Ed è allora nella sanità di oggi, quella in cui stiamo vivendo, che possiamo e dobbiamo tracciare un solco netto rispetto al passato, per ripartire, per ricostruire nel vero senso della parola, per fare in modo che il sacrificio di chi ci ha lasciato non sia vano e non diventi, nel tempo, addirittura un ricordo sbiadito, e per tutelare fino in fondo chi è rimasto, chi è pronto a combattere ancora per noi.

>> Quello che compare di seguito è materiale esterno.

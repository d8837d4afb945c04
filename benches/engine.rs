use chrono::{Duration, TimeZone, Utc};
use criterion::{black_box, criterion_group, criterion_main, Criterion, Throughput};

use smokecheck::{
    AtmosphericStability, BurnIntensity, BurnRequest, EmbeddingGenerator, EngineConfig, FuelType,
    GeoPoint, InMemoryVectorStore, PlumeModel, SmokeEngine, TimeRange, WeatherObservation,
};

fn weather(wind: f64) -> WeatherObservation {
    WeatherObservation::builder()
        .temperature(22.0)
        .humidity(55.0)
        .wind_speed(wind)
        .wind_direction(270.0)
        .atmospheric_stability(AtmosphericStability::Neutral)
        .build()
        .unwrap()
}

fn burn(i: u32) -> BurnRequest {
    let start = Utc.with_ymd_and_hms(2024, 10, 1, 8, 0, 0).unwrap()
        + Duration::minutes(i64::from(i % 240));
    let fuel = FuelType::KNOWN[(i as usize) % FuelType::KNOWN.len()].clone();
    BurnRequest::builder()
        .acreage(20.0 + f64::from(i % 50) * 10.0)
        .fuel_type(fuel)
        .intensity(BurnIntensity::ALL[(i as usize) % 3])
        .window(TimeRange::starting_for(start, Duration::hours(4)).unwrap())
        .location(GeoPoint::new(38.5 + f64::from(i % 20) * 0.01, -121.7).unwrap())
        .build()
        .unwrap()
}

fn bench_plume(c: &mut Criterion) {
    let model = PlumeModel::default();
    let b = burn(0);
    let w = weather(5.0);
    c.bench_function("plume/compute", |bench| {
        bench.iter(|| model.compute(black_box(&b), black_box(&w)).unwrap());
    });
}

fn bench_embeddings(c: &mut Criterion) {
    let generator = EmbeddingGenerator::default();
    let b = burn(0);
    let w = weather(5.0);
    let plume = PlumeModel::default().compute(&b, &w).unwrap();

    let mut group = c.benchmark_group("embedding");
    group.bench_function("weather", |bench| {
        bench.iter(|| generator.weather_vector(black_box(&w)).unwrap());
    });
    group.bench_function("smoke", |bench| {
        bench.iter(|| generator.smoke_vector(black_box(&b), &w, &plume).unwrap());
    });
    group.bench_function("burn", |bench| {
        bench.iter(|| generator.burn_vector(black_box(&b)).unwrap());
    });
    group.finish();
}

fn bench_assess(c: &mut Criterion) {
    // 512 registered burns so conflict search measures realistic work.
    let engine = SmokeEngine::new(InMemoryVectorStore::new(), EngineConfig::default()).unwrap();
    let w = weather(8.0);
    for i in 0..512 {
        engine.register_burn(&burn(i), &w).unwrap();
    }

    let probe = burn(10_000);
    c.bench_function("engine/assess_burn_512", |bench| {
        bench.iter(|| engine.assess_burn(black_box(&probe), &w).unwrap());
    });

    let batch: Vec<_> = (0..64).map(|i| (burn(20_000 + i), w.clone())).collect();
    let mut group = c.benchmark_group("engine/assess_many");
    group.throughput(Throughput::Elements(batch.len() as u64));
    group.bench_function("64", |bench| {
        bench.iter(|| engine.assess_many(black_box(&batch)));
    });
    group.finish();
}

criterion_group!(benches, bench_plume, bench_embeddings, bench_assess);
criterion_main!(benches);
impl<S: VectorStore> SmokeEngine<S> {
    /// Creates an engine after validating `config`.
    ///
    /// # Errors
    ///
    /// Returns `SmokeError::Config` if the configuration is invalid.
    pub fn new(store: S, config: EngineConfig) -> SmokeResult<Self> {
        config.validate()?;
        Ok(Self {
            store,
            plume: PlumeModel::new(config.plume.clone()),
            generator: EmbeddingGenerator::new(config.embedding_seed),
            detector: ConflictDetector::new(config.thresholds),
            config,
        })
    }

    /// Underlying vector store.
    #[must_use]
    pub const fn store(&self) -> &S {
        &self.store
    }

    /// Validated configuration.
    #[must_use]
    pub const fn config(&self) -> &EngineConfig {
        &self.config
    }

    /// Embedding generator, seeded from the config.
    #[must_use]
    pub const fn generator(&self) -> &EmbeddingGenerator {
        &self.generator
    }

    /// Computes the plume and the three burn vectors.
    ///
    /// # Errors
    ///
    /// Returns validation errors from the plume model.
    pub fn embed_burn(
        &self,
        burn: &BurnRequest,
        weather: &WeatherObservation,
    ) -> SmokeResult<(PlumeProfile, BurnVectors)> {
        let plume = self.plume.compute(burn, weather)?;
        let vectors = BurnVectors {
            weather: self.generator.weather_vector(weather)?,
            smoke: self.generator.smoke_vector(burn, weather, &plume)?,
            burn: self.generator.burn_vector(burn)?,
        };
        Ok((plume, vectors))
    }

    /// Assesses a proposed burn against everything registered so far.
    ///
    /// The burn itself is not registered; see [`Self::register_burn`].
    ///
    /// # Errors
    ///
    /// - `Validation` if the burn or weather is invalid
    /// - `DimensionMismatch` if the store returns a malformed smoke vector
    /// - `Storage` if the candidate query fails
    pub fn assess_burn(
        &self,
        burn: &BurnRequest,
        weather: &WeatherObservation,
    ) -> SmokeResult<BurnAssessment> {
        let (plume, vectors) = self.embed_burn(burn, weather)?;

        let window = self.search_window(&burn.window);
        let hint = self.search_hint(burn);
        let candidates = self
            .store
            .query_candidates(EmbeddingKind::Smoke, &window, hint.as_ref())?;

        let query_id = RecordId::Burn(burn.id);
        let conflicts = self.detector.find_conflicts(
            query_id,
            &vectors.smoke,
            &candidates,
            self.config.max_distance,
            self.config.top_k,
        )?;

        let proximity_conflicts = self.proximity_conflicts(burn, query_id)?;

        let mut jitter = self.jitter_for(burn.id);
        let priority = priority_score(burn, weather, &mut jitter);
        let suitability = weather_suitability_score(weather, &mut jitter);

        tracing::info!(
            burn_id = %burn.id,
            candidates = candidates.len(),
            conflicts = conflicts.len(),
            proximity_conflicts = proximity_conflicts.len(),
            priority,
            suitability,
            "assessed burn"
        );

        Ok(BurnAssessment {
            burn_id: burn.id,
            plume,
            vectors,
            conflicts,
            proximity_conflicts,
            priority,
            suitability,
        })
    }

    /// Assesses many burns in parallel, preserving input order.
    #[must_use]
    pub fn assess_many(
        &self,
        inputs: &[(BurnRequest, WeatherObservation)],
    ) -> Vec<SmokeResult<BurnAssessment>> {
        inputs
            .par_iter()
            .map(|(burn, weather)| self.assess_burn(burn, weather))
            .collect()
    }

    /// Stores the burn's weather, smoke and burn vectors so later
    /// assessments see it. Re-registering a burn replaces its vectors.
    ///
    /// # Errors
    ///
    /// Returns validation errors from the plume model or storage errors.
    pub fn register_burn(
        &self,
        burn: &BurnRequest,
        weather: &WeatherObservation,
    ) -> SmokeResult<PlumeProfile> {
        let (plume, vectors) = self.embed_burn(burn, weather)?;
        let id = RecordId::Burn(burn.id);
        let metadata = VectorMetadata {
            window: Some(burn.window.clone()),
            location: burn.location,
            attributes: serde_json::json!({
                "fuel_type": burn.fuel_type.as_str(),
                "acreage": burn.acreage,
                "intensity": burn.intensity.as_str(),
                "max_concentration": plume.max_concentration(),
                "max_dispersion_radius": plume.max_dispersion_radius(),
            }),
        };

        self.store.upsert(id, vectors.weather, metadata.clone())?;
        self.store.upsert(id, vectors.smoke, metadata.clone())?;
        self.store.upsert(id, vectors.burn, metadata)?;

        tracing::info!(burn_id = %burn.id, "registered burn");
        Ok(plume)
    }

    /// Removes every vector stored for a burn.
    ///
    /// # Errors
    ///
    /// Returns storage errors.
    pub fn unregister_burn(&self, id: BurnId) -> SmokeResult<usize> {
        let removed = self.store.remove(RecordId::Burn(id))?;
        tracing::info!(burn_id = %id, removed, "unregistered burn");
        Ok(removed)
    }

    /// Embeds and stores a scheduling decision.
    ///
    /// # Errors
    ///
    /// Returns storage errors.
    pub fn record_decision(&self, decision: &SchedulingDecision) -> SmokeResult<EmbeddingVector> {
        let vector = self.generator.decision_vector(decision)?;
        let metadata = VectorMetadata {
            window: Some(TimeRange::starting_at(decision.decided_at)),
            location: None,
            attributes: serde_json::json!({
                "outcome": decision.outcome,
                "burn_id": decision.burn_id,
                "confidence": decision.confidence,
                "risk_level": decision.risk_level,
            }),
        };
        self.store.upsert(RecordId::Decision(decision.id), vector.clone(), metadata)?;
        tracing::debug!(decision_id = %decision.id, "recorded decision");
        Ok(vector)
    }

    /// Past decisions nearest to `decision`, nearest first. The decision
    /// itself is excluded if it was recorded.
    ///
    /// # Errors
    ///
    /// Returns storage errors or `DimensionMismatch` for malformed stored
    /// vectors.
    pub fn similar_decisions(
        &self,
        decision: &SchedulingDecision,
        top_k: usize,
    ) -> SmokeResult<Vec<SimilarDecision>> {
        let query = self.generator.decision_vector(decision)?;
        let query_id = RecordId::Decision(decision.id);
        let candidates = self
            .store
            .query_candidates(EmbeddingKind::Decision, &TimeRange::forever(), None)?;

        let mut ranked = candidates
            .into_iter()
            .filter(|c| c.id != query_id)
            .map(|c| {
                Ok(SimilarDecision {
                    id: c.id,
                    cosine_distance: cosine_distance(query.values(), c.vector.values())?,
                    metadata: c.metadata,
                })
            })
            .collect::<SmokeResult<Vec<_>>>()?;

        ranked.sort_by(|a, b| a.cosine_distance.total_cmp(&b.cosine_distance));
        ranked.truncate(top_k);
        Ok(ranked)
    }

    /// Registered burns that break the start-gap and distance rule. These
    /// are looked up separately from smoke candidates because two short
    /// windows can start close together without overlapping.
    fn proximity_conflicts(
        &self,
        burn: &BurnRequest,
        query_id: RecordId,
    ) -> SmokeResult<Vec<RecordId>> {
        let Some(center) = burn.location else {
            return Ok(Vec::new());
        };
        let policy = &self.config.proximity;
        let hint = SpatialHint::new(center, policy.max_distance_km);
        let nearby = self.store.query_candidates(
            EmbeddingKind::Burn,
            &policy.candidate_window(&burn.window),
            Some(&hint),
        )?;

        Ok(nearby
            .iter()
            .filter(|c| c.id != query_id)
            .filter(|c| policy.conflicts_with_record(burn, &c.metadata))
            .map(|c| c.id)
            .collect())
    }

    fn search_window(&self, window: &TimeRange) -> TimeRange {
        let slack = Duration::try_hours(self.config.search_slack_hours).unwrap_or(Duration::MAX);
        window.widened(slack)
    }

    fn search_hint(&self, burn: &BurnRequest) -> Option<SpatialHint> {
        burn.location
            .map(|center| SpatialHint::new(center, self.config.search_radius_km))
    }

    fn jitter_for(&self, id: BurnId) -> SeededJitter {
        let (hi, lo) = id.as_uuid().as_u64_pair();
        SeededJitter::with_amplitude(
            self.config.embedding_seed ^ hi ^ lo,
            self.config.score_jitter,
        )
    }
}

L’unico modo concreto con cui possiamo onorare la memoria degli infermieri deceduti a causa del Covid è quello di costruire un sistema sanitario finalmente degno di tal nome, mettendo nella condizione, una volta per tutte, gli operatori sanitari, di essere il perno di una sanità dove le competenze che rappresentiamo non rimangano tristemente nell’ombra della mediocrità.

La mediocrità di retribuzioni tra le più basse d’Europa, la mediocrità di una carenza di personale che si acuirà nel tempo e che va arginata con piani risolutivi prima che ricada in maniera distruttiva sulla qualità delle prestazioni sanitarie, la mediocrità di violenze fisiche e psicologiche consumate negli ospedali ogni giorno, la mediocrità di una valorizzazione che non sia più solo una parola di cui riempirsi la bocca nei momenti celebrativi.

Investire, una volta per tutte, nello straordinario capitale umano che abbiamo a disposizione è l’unica e sola strada da percorrere per voltare davvero pagina», chiosa De Palma.